Last but certainly not least: leadership. Wiliani said she looks for people who “can lead a project from ground-up planning to successful implementation.”
Attracting and keeping top players is priority No. 1
The bottom line from the webinar: It’s more important than ever to improve your recruitment and retention efforts. Here are seven tips from the experts:
- Make your company a desirable place to work. Offer competitive pay and benefits, professional development opportunities, work-life balance initiatives, and mentoring and onboarding programs.

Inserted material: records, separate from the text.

use crate::domain::{ReleaseRecord, TagRef};
use crate::error::{ReleaseError, Result};
use crate::host::{
    AssetReader, AssetUpload, CreatedRelease, ReleaseHost, ReleaseRequest, TagObjectRequest,
};
use async_trait::async_trait;
use std::collections::{BTreeMap, HashMap};
use std::path::{Path, PathBuf};
use std::sync::{Mutex, MutexGuard};

/// A host operation recorded by [MockHost]
#[derive(Debug, Clone, PartialEq, Eq)]
pub enum HostCall {
    ListReleases { page: u32 },
    GetTagRef(String),
    DeleteTagRef(String),
    CreateTagObject(TagObjectRequest),
    CreateTagRef { tag_name: String, sha: String },
    CreateRelease(ReleaseRequest),
    UploadAsset { release_id: u64, asset_name: String, size: usize },
}

impl HostCall {
    /// Whether the call changes state on the host
    pub fn is_write(&self) -> bool {
        !matches!(self, HostCall::ListReleases { .. } | HostCall::GetTagRef(_))
    }
}

#[derive(Default)]
struct MockState {
    releases: Vec<ReleaseRecord>,
    refs: BTreeMap<String, TagRef>,
    files: HashMap<PathBuf, Vec<u8>>,
    calls: Vec<HostCall>,
    last_release_id: u64,
    delete_failure: Option<u16>,
    failing_asset: Option<String>,
}

/// In-memory host for testing without network access
///
/// Records every call, keeps releases and tag refs in memory, and serves asset
/// files from a map. Releases created through the mock target their tag ref,
/// so a replayed run sees its own earlier release.
#[derive(Default)]
pub struct MockHost {
    state: Mutex<MockState>,
}

impl MockHost {
    /// Create a new empty mock host
    pub fn new() -> Self {
        Self::default()
    }

    fn state(&self) -> MutexGuard<'_, MockState> {
        self.state.lock().unwrap_or_else(|poisoned| poisoned.into_inner())
    }

    /// Add an existing release
    pub fn with_release(self, tag_name: &str, target_commitish: Option<&str>) -> Self {
        self.state()
            .releases
            .push(ReleaseRecord::new(tag_name, target_commitish));
        self
    }

    /// Add an existing tag ref pointing at `sha`
    pub fn with_tag(self, tag_name: &str, sha: &str) -> Self {
        self.state()
            .refs
            .insert(tag_name.to_string(), TagRef::for_tag(tag_name, sha));
        self
    }

    /// Serve `content` for asset `path`
    pub fn with_file(self, path: impl Into<PathBuf>, content: &[u8]) -> Self {
        self.state().files.insert(path.into(), content.to_vec());
        self
    }

    /// Fail every ref deletion with the given HTTP status
    pub fn with_delete_failure(self, status: u16) -> Self {
        self.state().delete_failure = Some(status);
        self
    }

    /// Fail the upload of the asset with this name
    pub fn with_failing_asset(self, asset_name: &str) -> Self {
        self.state().failing_asset = Some(asset_name.to_string());
        self
    }

    pub fn calls(&self) -> Vec<HostCall> {
        self.state().calls.clone()
    }

    /// Calls that would have changed the host
    pub fn writes(&self) -> Vec<HostCall> {
        self.calls().into_iter().filter(HostCall::is_write).collect()
    }

    pub fn releases(&self) -> Vec<ReleaseRecord> {
        self.state().releases.clone()
    }

    pub fn tag(&self, tag_name: &str) -> Option<TagRef> {
        self.state().refs.get(tag_name).cloned()
    }

    fn record(&self, call: HostCall) {
        self.state().calls.push(call);
    }
}

#[async_trait]
impl ReleaseHost for MockHost {
    async fn list_releases(&self, page: u32, per_page: u32) -> Result<Vec<ReleaseRecord>> {
        self.record(HostCall::ListReleases { page });
        let state = self.state();
        let per_page = per_page.max(1) as usize;
        let start = (page.saturating_sub(1) as usize).saturating_mul(per_page);
        Ok(state
            .releases
            .iter()
            .skip(start)
            .take(per_page)
            .cloned()
            .collect())
    }

    async fn get_tag_ref(&self, tag_name: &str) -> Result<Option<TagRef>> {
        self.record(HostCall::GetTagRef(tag_name.to_string()));
        Ok(self.tag(tag_name))
    }

    async fn delete_tag_ref(&self, ref_path: &str) -> Result<()> {
        self.record(HostCall::DeleteTagRef(ref_path.to_string()));
        let mut state = self.state();
        if let Some(status) = state.delete_failure {
            return Err(ReleaseError::Api {
                status,
                message: format!("cannot delete {}", ref_path),
            });
        }

        let tag_name = ref_path.strip_prefix("refs/tags/").unwrap_or(ref_path);
        match state.refs.remove(tag_name) {
            Some(_) => Ok(()),
            None => Err(ReleaseError::not_found(ref_path)),
        }
    }

    async fn create_tag_object(&self, request: &TagObjectRequest) -> Result<String> {
        self.record(HostCall::CreateTagObject(request.clone()));
        Ok(format!("tag-object-{}", request.tag_name))
    }

    async fn create_tag_ref(&self, tag_name: &str, sha: &str) -> Result<()> {
        self.record(HostCall::CreateTagRef {
            tag_name: tag_name.to_string(),
            sha: sha.to_string(),
        });
        let mut state = self.state();
        if state.refs.contains_key(tag_name) {
            return Err(ReleaseError::Api {
                status: 422,
                message: "Reference already exists".to_string(),
            });
        }
        state
            .refs
            .insert(tag_name.to_string(), TagRef::for_tag(tag_name, sha));
        Ok(())
    }

    async fn create_release(&self, request: &ReleaseRequest) -> Result<CreatedRelease> {
        self.record(HostCall::CreateRelease(request.clone()));
        let mut state = self.state();
        state.last_release_id += 1;
        let target = format!("refs/tags/{}", request.tag_name);
        state
            .releases
            .push(ReleaseRecord::new(request.tag_name.clone(), Some(&target)));
        Ok(CreatedRelease {
            id: state.last_release_id,
            tag_name: request.tag_name.clone(),
        })
    }

    async fn upload_release_asset(&self, asset: &AssetUpload) -> Result<()> {
        self.record(HostCall::UploadAsset {
            release_id: asset.release_id,
            asset_name: asset.asset_name.clone(),
            size: asset.content.len(),
        });
        if self.state().failing_asset.as_deref() == Some(asset.asset_name.as_str()) {
            return Err(ReleaseError::Api {
                status: 502,
                message: format!("upload of {} failed", asset.asset_name),
            });
        }
        Ok(())
    }
}

#[async_trait]
impl AssetReader for MockHost {
    async fn read_file_bytes(&self, path: &Path) -> Result<Vec<u8>> {
        self.state().files.get(path).cloned().ok_or_else(|| {
            ReleaseError::Io(std::io::Error::new(
                std::io::ErrorKind::NotFound,
                format!("{} not found", path.display()),
            ))
        })
    }
}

- Stay on top of compensation trends. According to the 2015 Salary Guide from Robert Half, starting salaries for accounting and finance positions will rise an average of 3.5 percent next year. To entice top performers to join the firm and stay, many employers are offering signing and performance bonuses.
- Maintain open communication with staff. McDonald emphasized this is crucial. Asking “how are things going” makes team members feel valued and in the loop, according to Dinsdale.
- Monitor the conversation about your firm. Keep tabs on your company’s reputation by scouring social media channels and review sites. Also actively manage your company’s social profiles.
- Introduce promising applicants to your team. Wiliani recommended giving top candidates “the opportunity to meet as many people within the organization as possible during the interview process.” This helps ensure they fit with the corporate culture and allows them to learn how they can contribute to the company.
- Empower staff members. “Giving people autonomy is important,” said Dinsdale, because top performers don’t want to work for micromanagers.
- Don’t settle. “You can’t accept underperformers,” warned Dinsdale, or else high achievers will become disengaged.